Madigan seeks Cipro warning - Tendon damage risk seen from antibiotics
By Bruce Japsen, Tribune staff reporter.
Bloomberg News contributed to this story
Copyright © 2006, Chicago Tribune
Published August 30, 2006


A prominent consumer group and Illinois Atty. Gen. Lisa Madigan Tuesday called for the government to put its strongest warning label on Cipro and similar prescription antibiotics because of a possible risk of tendon damage.

Public Citizen and Madigan said these antibiotics, known as fluoroquinolones, should be labeled with the Food and Drug Administration's stiffest so-called "black box" warning, which outlines the risks in boldface type that is outlined in a black box.
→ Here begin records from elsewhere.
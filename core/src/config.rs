//! Per-type surface configuration and lifecycle hooks.
//!
//! Downstream generators (REST, CLI, MCP) read an [`ObjectConfig`] to decide
//! which CRUD verbs to expose. All of them evaluate include/exclude lists the
//! same way, through [`VerbFilter::allows`].

use std::collections::BTreeMap;
use std::fmt;
use std::str::FromStr;
use std::sync::Arc;

use serde::{Deserialize, Serialize};
use serde_json::{Map, Value};

use crate::error::CoreError;

/// A JSON record as exchanged with hooks and the database layer.
pub type Record = Map<String, Value>;

/// CRUD verbs a surface may expose.
#[derive(Debug, Clone, Copy, PartialEq, Eq, PartialOrd, Ord, Hash, Serialize, Deserialize)]
#[serde(rename_all = "lowercase")]
pub enum Verb {
    List,
    Get,
    Create,
    Update,
    Delete,
}

impl Verb {
    pub const ALL: [Verb; 5] = [Verb::List, Verb::Get, Verb::Create, Verb::Update, Verb::Delete];

    pub fn as_str(self) -> &'static str {
        match self {
            Verb::List => "list",
            Verb::Get => "get",
            Verb::Create => "create",
            Verb::Update => "update",
            Verb::Delete => "delete",
        }
    }
}

impl fmt::Display for Verb {
    fn fmt(&self, f: &mut fmt::Formatter<'_>) -> fmt::Result {
        f.write_str(self.as_str())
    }
}

impl FromStr for Verb {
    type Err = CoreError;

    fn from_str(s: &str) -> Result<Self, Self::Err> {
        Verb::ALL
            .into_iter()
            .find(|v| v.as_str().eq_ignore_ascii_case(s))
            .ok_or_else(|| CoreError::UnknownVerb(s.to_string()))
    }
}

/// Include/exclude lists over [`Verb`].
///
/// `include: None` means every verb is included. An excluded verb is never
/// allowed, even if it is also listed in `include`.
#[derive(Debug, Clone, Default, PartialEq, Eq, Serialize, Deserialize)]
pub struct VerbFilter {
    #[serde(default, skip_serializing_if = "Option::is_none")]
    pub include: Option<Vec<Verb>>,
    #[serde(default, skip_serializing_if = "Vec::is_empty")]
    pub exclude: Vec<Verb>,
}

impl VerbFilter {
    /// Only the listed verbs.
    pub fn only(verbs: impl IntoIterator<Item = Verb>) -> Self {
        Self {
            include: Some(verbs.into_iter().collect()),
            exclude: Vec::new(),
        }
    }

    /// Every verb except the listed ones.
    pub fn except(verbs: impl IntoIterator<Item = Verb>) -> Self {
        Self {
            include: None,
            exclude: verbs.into_iter().collect(),
        }
    }

    /// Returns `true` if `verb` passes both lists.
    pub fn allows(&self, verb: Verb) -> bool {
        if self.exclude.contains(&verb) {
            return false;
        }
        match &self.include {
            Some(include) => include.contains(&verb),
            None => true,
        }
    }

    /// Allowed verbs in canonical order.
    pub fn allowed(&self) -> Vec<Verb> {
        Verb::ALL.into_iter().filter(|v| self.allows(*v)).collect()
    }
}

/// REST surface configuration.
#[derive(Debug, Clone, Default, PartialEq, Eq, Serialize, Deserialize)]
pub struct ApiConfig {
    #[serde(flatten)]
    pub filter: VerbFilter,
    /// Middleware names applied to every generated route.
    #[serde(default, skip_serializing_if = "Vec::is_empty")]
    pub middleware: Vec<String>,
    /// Per-verb custom handler names replacing the generated handler.
    #[serde(default, skip_serializing_if = "BTreeMap::is_empty")]
    pub customize: BTreeMap<Verb, String>,
}

/// MCP tool surface configuration.
#[derive(Debug, Clone, Default, PartialEq, Eq, Serialize, Deserialize)]
pub struct McpConfig {
    #[serde(flatten)]
    pub filter: VerbFilter,
}

/// CLI surface configuration: a plain switch or a verb filter.
#[derive(Debug, Clone, PartialEq, Eq, Serialize, Deserialize)]
#[serde(untagged)]
pub enum CliConfig {
    Enabled(bool),
    Filtered(VerbFilter),
}

impl Default for CliConfig {
    fn default() -> Self {
        CliConfig::Enabled(true)
    }
}

impl CliConfig {
    pub fn allows(&self, verb: Verb) -> bool {
        match self {
            CliConfig::Enabled(enabled) => *enabled,
            CliConfig::Filtered(filter) => filter.allows(verb),
        }
    }
}

/// Lifecycle points at which a hook may run.
#[derive(Debug, Clone, Copy, PartialEq, Eq, PartialOrd, Ord, Hash, Serialize, Deserialize)]
#[serde(rename_all = "camelCase")]
pub enum HookEvent {
    BeforeSave,
    AfterSave,
    BeforeCreate,
    AfterCreate,
    BeforeUpdate,
    AfterUpdate,
    BeforeDelete,
    AfterDelete,
}

impl HookEvent {
    pub fn as_str(self) -> &'static str {
        match self {
            HookEvent::BeforeSave => "beforeSave",
            HookEvent::AfterSave => "afterSave",
            HookEvent::BeforeCreate => "beforeCreate",
            HookEvent::AfterCreate => "afterCreate",
            HookEvent::BeforeUpdate => "beforeUpdate",
            HookEvent::AfterUpdate => "afterUpdate",
            HookEvent::BeforeDelete => "beforeDelete",
            HookEvent::AfterDelete => "afterDelete",
        }
    }
}

impl fmt::Display for HookEvent {
    fn fmt(&self, f: &mut fmt::Formatter<'_>) -> fmt::Result {
        f.write_str(self.as_str())
    }
}

/// A hook receives the object's record and may mutate it. Returning `Err`
/// aborts the surrounding operation.
pub type HookFn = Arc<dyn Fn(&mut Record) -> Result<(), String> + Send + Sync>;

/// Hooks keyed by lifecycle event. At most one hook per event.
#[derive(Clone, Default)]
pub struct Hooks {
    hooks: BTreeMap<HookEvent, HookFn>,
}

impl Hooks {
    pub fn new() -> Self {
        Self::default()
    }

    /// Adds or replaces the hook for `event`.
    pub fn on<F>(mut self, event: HookEvent, hook: F) -> Self
    where
        F: Fn(&mut Record) -> Result<(), String> + Send + Sync + 'static,
    {
        self.hooks.insert(event, Arc::new(hook));
        self
    }

    pub fn get(&self, event: HookEvent) -> Option<&HookFn> {
        self.hooks.get(&event)
    }

    /// Runs the hook for `event`, if one is set.
    pub fn run(&self, event: HookEvent, record: &mut Record) -> Result<(), String> {
        match self.hooks.get(&event) {
            Some(hook) => hook(record),
            None => Ok(()),
        }
    }

    pub fn events(&self) -> impl Iterator<Item = HookEvent> + '_ {
        self.hooks.keys().copied()
    }

    pub fn is_empty(&self) -> bool {
        self.hooks.is_empty()
    }
}

impl fmt::Debug for Hooks {
    fn fmt(&self, f: &mut fmt::Formatter<'_>) -> fmt::Result {
        f.debug_set().entries(self.hooks.keys()).finish()
    }
}

/// Surface and lifecycle configuration for one object type.
#[derive(Debug, Clone, Default, Serialize, Deserialize)]
pub struct ObjectConfig {
    /// Display name override.
    #[serde(default, skip_serializing_if = "Option::is_none")]
    pub name: Option<String>,
    #[serde(default)]
    pub api: ApiConfig,
    #[serde(default)]
    pub mcp: McpConfig,
    #[serde(default)]
    pub cli: CliConfig,
    #[serde(skip)]
    pub hooks: Hooks,
}

impl ObjectConfig {
    pub fn api_allows(&self, verb: Verb) -> bool {
        self.api.filter.allows(verb)
    }

    pub fn mcp_allows(&self, verb: Verb) -> bool {
        self.mcp.filter.allows(verb)
    }

    pub fn cli_allows(&self, verb: Verb) -> bool {
        self.cli.allows(verb)
    }

    pub fn with_hooks(mut self, hooks: Hooks) -> Self {
        self.hooks = hooks;
        self
    }
}

impl PartialEq for ObjectConfig {
    /// Hooks are closures and do not take part in equality.
    fn eq(&self, other: &Self) -> bool {
        self.name == other.name
            && self.api == other.api
            && self.mcp == other.mcp
            && self.cli == other.cli
    }
}

#[cfg(test)]
mod tests {
    use super::*;
    use serde_json::json;

    #[test]
    fn test_exclude_wins_over_include() {
        let filter = VerbFilter {
            include: Some(vec![Verb::List, Verb::Delete]),
            exclude: vec![Verb::Delete],
        };
        assert!(filter.allows(Verb::List));
        assert!(!filter.allows(Verb::Delete));
        assert!(!filter.allows(Verb::Get));
    }

    #[test]
    fn test_default_filter_allows_everything() {
        let filter = VerbFilter::default();
        assert_eq!(filter.allowed(), Verb::ALL.to_vec());
        assert_eq!(
            VerbFilter::except([Verb::Delete]).allowed(),
            vec![Verb::List, Verb::Get, Verb::Create, Verb::Update]
        );
    }

    #[test]
    fn test_verb_parsing() {
        assert_eq!("LIST".parse::<Verb>().unwrap(), Verb::List);
        assert_eq!(
            "purge".parse::<Verb>(),
            Err(CoreError::UnknownVerb("purge".to_string()))
        );
    }

    #[test]
    fn test_cli_config_forms() {
        let off: CliConfig = serde_json::from_value(json!(false)).unwrap();
        assert!(!off.allows(Verb::List));

        let filtered: CliConfig = serde_json::from_value(json!({"include": ["get"]})).unwrap();
        assert!(filtered.allows(Verb::Get));
        assert!(!filtered.allows(Verb::List));

        assert!(CliConfig::default().allows(Verb::Delete));
    }

    #[test]
    fn test_object_config_deserializes_flattened_api() {
        let config: ObjectConfig = serde_json::from_value(json!({
            "api": {"exclude": ["delete"], "middleware": ["auth"], "customize": {"list": "listProducts"}},
            "mcp": {"include": ["list", "get"]},
            "cli": true
        }))
        .unwrap();
        assert!(!config.api_allows(Verb::Delete));
        assert!(config.api_allows(Verb::Create));
        assert_eq!(config.api.middleware, vec!["auth"]);
        assert_eq!(config.api.customize.get(&Verb::List).map(String::as_str), Some("listProducts"));
        assert!(config.mcp_allows(Verb::Get));
        assert!(!config.mcp_allows(Verb::Create));
        assert!(config.cli_allows(Verb::Update));
    }

    #[test]
    fn test_hooks_run_and_mutate() {
        let hooks = Hooks::new().on(HookEvent::BeforeSave, |record| {
            record.insert("touched".to_string(), json!(true));
            Ok(())
        });
        let mut record = Record::new();
        hooks.run(HookEvent::BeforeSave, &mut record).unwrap();
        hooks.run(HookEvent::AfterSave, &mut record).unwrap();
        assert_eq!(record.get("touched"), Some(&json!(true)));
        assert_eq!(format!("{hooks:?}"), "{BeforeSave}");
    }
}
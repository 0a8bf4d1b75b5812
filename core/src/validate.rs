//! Descriptor and record validation.
//!
//! [`validate_descriptor`] catches structural problems in type metadata
//! (bad names, relations without a target, contradictory options) before a
//! schema is generated. [`validate_record`] checks a record against the field
//! options before it is written.
//!
//! # Examples
//!
//! ```
//! use serde_json::json;
//! use smrt_core::fields::{decimal, text};
//! use smrt_core::*;
//!
//! let descriptor = ObjectTypeDescriptor::new(
//!     "Product",
//!     [text("name").required(), decimal("price").min(0.0)].into_iter().collect(),
//! );
//! assert!(validate_descriptor(&descriptor).is_empty());
//!
//! let record = json!({"name": "Gear", "price": -1.0});
//! let errors = validate_record(&descriptor.fields, record.as_object().unwrap());
//! assert!(matches!(errors[0], ValidationError::BelowMinimum { .. }));
//! ```

use std::collections::HashSet;

use regex::Regex;
use serde_json::Value;
use thiserror::Error;

use crate::config::Record;
use crate::descriptor::ObjectTypeDescriptor;
use crate::fields::{FieldDefinition, FieldKind, FieldTable};
use crate::naming;

/// Descriptor and record validation errors.
#[derive(Debug, Clone, PartialEq, Error)]
pub enum ValidationError {
    /// Type name is empty or not an identifier.
    #[error("invalid type name: {0}")]
    InvalidTypeName(String),
    /// Table name is empty or not an identifier.
    #[error("invalid table name: {0}")]
    InvalidTableName(String),
    /// Field name is empty or not an identifier.
    #[error("invalid field name: {0}")]
    InvalidFieldName(String),
    /// Field shadows one of the identity columns.
    #[error("field '{0}' shadows a reserved column")]
    ReservedField(String),
    /// Two fields share a name.
    #[error("duplicate field: {0}")]
    DuplicateField(String),
    /// Relation field without a related type.
    #[error("relation field '{0}' has no related type")]
    MissingRelatedType(String),
    /// Relation field naming a type that is not registered.
    #[error("field '{field}' refers to unknown type '{related}'")]
    UnknownRelatedType { field: String, related: String },
    /// `min` is greater than `max`, or `min_length` greater than `max_length`.
    #[error("field '{0}' has an empty range")]
    EmptyRange(String),
    /// `pattern` is not a valid regular expression.
    #[error("field '{field}' has an invalid pattern: {message}")]
    InvalidPattern { field: String, message: String },
    /// A required field is absent or null.
    #[error("field '{0}' is required")]
    MissingRequired(String),
    /// The value does not fit the field kind.
    #[error("field '{field}' expects {expected}")]
    TypeMismatch { field: String, expected: &'static str },
    #[error("field '{field}' is below the minimum {min}")]
    BelowMinimum { field: String, min: f64 },
    #[error("field '{field}' is above the maximum {max}")]
    AboveMaximum { field: String, max: f64 },
    #[error("field '{field}' is shorter than {min_length} characters")]
    TooShort { field: String, min_length: usize },
    #[error("field '{field}' is longer than {max_length} characters")]
    TooLong { field: String, max_length: usize },
    #[error("field '{field}' does not match pattern {pattern}")]
    PatternMismatch { field: String, pattern: String },
}

/// Validates descriptor metadata.
///
/// Returns every problem found; an empty vector means the descriptor can be
/// rendered into a schema.
pub fn validate_descriptor(descriptor: &ObjectTypeDescriptor) -> Vec<ValidationError> {
    let mut errors = Vec::new();

    if !naming::is_valid_identifier(&descriptor.name) {
        errors.push(ValidationError::InvalidTypeName(descriptor.name.clone()));
    }
    if !naming::is_valid_identifier(&descriptor.table_name) {
        errors.push(ValidationError::InvalidTableName(
            descriptor.table_name.clone(),
        ));
    }

    let mut seen: HashSet<&str> = HashSet::new();
    for field in &descriptor.fields {
        if !seen.insert(field.name.as_str()) {
            errors.push(ValidationError::DuplicateField(field.name.clone()));
        }
        errors.extend(validate_field(field));
    }

    errors
}

fn validate_field(field: &FieldDefinition) -> Vec<ValidationError> {
    let mut errors = Vec::new();
    let name = &field.name;
    let options = &field.options;

    if !naming::is_valid_identifier(name) {
        errors.push(ValidationError::InvalidFieldName(name.clone()));
        return errors;
    }
    if crate::fields::RESERVED_COLUMNS.contains(&name.as_str()) {
        errors.push(ValidationError::ReservedField(name.clone()));
    }
    if field.kind.is_relation() && options.related_type.is_none() {
        errors.push(ValidationError::MissingRelatedType(name.clone()));
    }
    if let (Some(min), Some(max)) = (options.min, options.max)
        && min > max
    {
        errors.push(ValidationError::EmptyRange(name.clone()));
    }
    if let (Some(min), Some(max)) = (options.min_length, options.max_length)
        && min > max
    {
        errors.push(ValidationError::EmptyRange(name.clone()));
    }
    if let Some(pattern) = &options.pattern
        && let Err(e) = Regex::new(pattern)
    {
        errors.push(ValidationError::InvalidPattern {
            field: name.clone(),
            message: e.to_string(),
        });
    }

    errors
}

/// Validates a record against field options.
///
/// Keys not declared in `fields` are ignored. Null values only fail the
/// `required` check.
pub fn validate_record(fields: &FieldTable, record: &Record) -> Vec<ValidationError> {
    let mut errors = Vec::new();

    for field in fields.columns() {
        let value = record.get(&field.name).unwrap_or(&Value::Null);
        if value.is_null() {
            if field.options.required && field.options.default.is_none() {
                errors.push(ValidationError::MissingRequired(field.name.clone()));
            }
            continue;
        }
        errors.extend(validate_value(field, value));
    }

    errors
}

fn validate_value(field: &FieldDefinition, value: &Value) -> Vec<ValidationError> {
    let mut errors = Vec::new();
    let name = &field.name;
    let options = &field.options;

    let mismatch = |expected| ValidationError::TypeMismatch {
        field: name.clone(),
        expected,
    };

    match field.kind {
        FieldKind::Integer if !value.is_i64() && !value.is_u64() => {
            errors.push(mismatch("an integer"));
            return errors;
        }
        FieldKind::Decimal if !value.is_number() => {
            errors.push(mismatch("a number"));
            return errors;
        }
        FieldKind::Boolean if !value.is_boolean() && !value.is_i64() => {
            errors.push(mismatch("a boolean"));
            return errors;
        }
        FieldKind::Text | FieldKind::ForeignKey | FieldKind::Datetime if !value.is_string() => {
            errors.push(mismatch("a string"));
            return errors;
        }
        _ => {}
    }

    if let Some(n) = value.as_f64() {
        if let Some(min) = options.min
            && n < min
        {
            errors.push(ValidationError::BelowMinimum {
                field: name.clone(),
                min,
            });
        }
        if let Some(max) = options.max
            && n > max
        {
            errors.push(ValidationError::AboveMaximum {
                field: name.clone(),
                max,
            });
        }
    }

    if let Some(s) = value.as_str() {
        let len = s.chars().count();
        if let Some(min_length) = options.min_length
            && len < min_length
        {
            errors.push(ValidationError::TooShort {
                field: name.clone(),
                min_length,
            });
        }
        if let Some(max_length) = options.max_length
            && len > max_length
        {
            errors.push(ValidationError::TooLong {
                field: name.clone(),
                max_length,
            });
        }
        if let Some(pattern) = &options.pattern {
            // Invalid patterns are reported by `validate_descriptor`.
            if let Ok(re) = Regex::new(pattern)
                && !re.is_match(s)
            {
                errors.push(ValidationError::PatternMismatch {
                    field: name.clone(),
                    pattern: pattern.clone(),
                });
            }
        }
    }

    errors
}
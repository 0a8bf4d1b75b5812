//! Error types for the SQLite runtime.
//!
//! One enum covers database access, metadata problems surfaced from
//! `smrt-core`, schema synchronization, and object lifecycle failures.

use smrt_core::{CoreError, HookEvent, RegistryError, ValidationError};
use thiserror::Error;

/// Errors raised by collections, objects, and the schema synchronizer.
#[derive(Debug, Error)]
pub enum SmrtError {
    /// SQLite operation failure.
    #[error("database error: {0}")]
    Database(#[from] rusqlite::Error),

    /// A record could not be converted to or from its typed form.
    #[error("serialization error: {0}")]
    Json(#[from] serde_json::Error),

    /// Invalid identifier, factory rejection, or other metadata error.
    #[error(transparent)]
    Core(#[from] CoreError),

    #[error(transparent)]
    Registry(#[from] RegistryError),

    /// No descriptor is registered under this name.
    #[error("unknown object type: {0}")]
    UnknownType(String),

    /// The descriptor has no factory to hydrate rows with.
    #[error("object type '{0}' has no factory")]
    MissingFactory(String),

    /// An `order_by` entry is not `field [ASC|DESC]`.
    #[error("invalid order_by entry '{0}': expected 'field [ASC|DESC]'")]
    InvalidOrderBy(String),

    /// The upsert guard rejected a write whose id and slug belong to
    /// different existing rows.
    #[error("key conflict: id '{id}' and slug '{slug}' match different rows")]
    KeyConflict {
        id: String,
        slug: String,
    },

    /// A lifecycle hook aborted the operation.
    #[error("{event} hook failed: {message}")]
    Hook {
        event: HookEvent,
        message: String,
    },

    /// The record failed field validation.
    #[error("{type_name} failed validation: {}", join_errors(.errors))]
    Validation {
        type_name: String,
        errors: Vec<ValidationError>,
    },

    /// The operation needs a persisted object.
    #[error("{0} has not been saved")]
    NotSaved(String),

    /// Schema definition text could not be reconciled.
    #[error("schema sync error: {0}")]
    Sync(String),
}

fn join_errors(errors: &[ValidationError]) -> String {
    errors
        .iter()
        .map(ToString::to_string)
        .collect::<Vec<_>>()
        .join("; ")
}

/// Convenience alias for results with [`SmrtError`].
pub type Result<T> = std::result::Result<T, SmrtError>;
The warning would describe the drugs' link to torn tendons and other problems of tissue that joins the muscle to the bone. Public Citizen said the tendon that most frequently erupts is the Achilles tendon, which, when damaged, can cause severe pain and difficulty walking, among other problems.

"The numbers are startling," said Dr. Sidney Wolfe, director of Public Citizen's Health Research Group.

"Tendon ruptures associated with these drugs continue to occur at a disturbing rate but could be prevented if doctors and patients were more aware of early warning signals, such as the onset of tendon pain, and switched to other antibiotics. The FDA must act and require black box warnings and patient information guides."

Public Citizen said its review of the FDA's database of adverse events associated with fluoroquinoline antibiotics showed 262 reported cases of tendon ruptures, 258 cases of tendinitis and 274 cases of other tendon disorders between November 1997 and Dec. 31, 2005.

The drugs are widely used, marketed in both generic and brand versions by at least 20 companies, according to the FDA. Bayer AG, the maker of Cipro, had no comment.

FDA spokeswoman Susan Bro said the "association of tendon rupture risk with fluoroquinolones in fact is well documented and understood by clinicians." She would not comment, however, on the status of the FDA's evaluation of the petitions by Madigan and Public Citizen or whether the agency plans to issue more serious warnings for the antibiotics.

Madigan asked the FDA to inform doctors about the drugs' risks and urged that the entire class of drugs be submitted to the FDA's Drug Safety Oversight Board for review.

While it is unusual for Madigan's office to push the FDA for enhanced warnings on prescription drugs, her health-care staff said they felt compelled to become involved after receiving complaints from Illinois consumers.

Madigan then decided to join with Public Citizen after receiving "only a tentative, non-substantive response," from the FDA in November of 2005.

Since then the FDA has "never responded substantively to the petition," Madigan's office said in a statement, so the attorney general decided to join forces with Public Citizen in urging the agency to slap black box warnings on the antibiotics.